◆ Material provided ◆
****************************************

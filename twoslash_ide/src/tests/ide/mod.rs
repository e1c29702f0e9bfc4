mod test_apply;
mod test_fill;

****************************************

◆ Exercise details ◆
Everything in the listing above should be repeated exactly.

◆ Answer to this problem ◆
filename twoslash_ide/src/tests/ide/mod.rs
repository e1c29702f0e9bfc4
mod test_apply;
mod test_fill;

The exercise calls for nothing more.